[Records provided]
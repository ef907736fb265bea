//! Default routes on `/`.
//!
//! `GET` and `DELETE` answer with a fixed line. `POST`, `PUT` and `PATCH` echo
//! the body back in the shape it arrived in.

use crate::http::request::{Body, Method, Request};
use crate::http::response::{Response, StatusCode};
use crate::router::Router;

pub fn register_defaults(router: &mut Router) {
    router
        .route(Method::GET, "/", |_| Ok(Response::ok("Received GET request")))
        .route(Method::POST, "/", |req| Ok(echo("POST", req)))
        .route(Method::PUT, "/", |req| Ok(echo("PUT", req)))
        .route(Method::PATCH, "/", |req| Ok(echo("PATCH", req)))
        .route(Method::DELETE, "/", |_| Ok(Response::ok("Received DELETE request")));
}

/// Router with the default routes already registered.
pub fn default_router() -> Router {
    let mut router = Router::new();
    register_defaults(&mut router);
    router
}

fn echo(verb: &str, req: &Request) -> Response {
    match &req.body {
        Body::Json(fields) => Response::json(StatusCode::Ok, fields.clone()),
        Body::Multipart(form) => {
            Response::multipart(StatusCode::Ok, form.fields.clone(), form.files.clone())
        }
        Body::Opaque => Response::ok(format!(
            "Received {verb} request with body: {}",
            req.raw_body
        )),
    }
}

[Assigned task] Take every line of the material that contains the word "fields", and copy it.

[Answer to the exercise]
        Body::Json(fields) => Response::json(StatusCode::Ok, fields.clone()),
            Response::multipart(StatusCode::Ok, form.fields.clone(), form.files.clone())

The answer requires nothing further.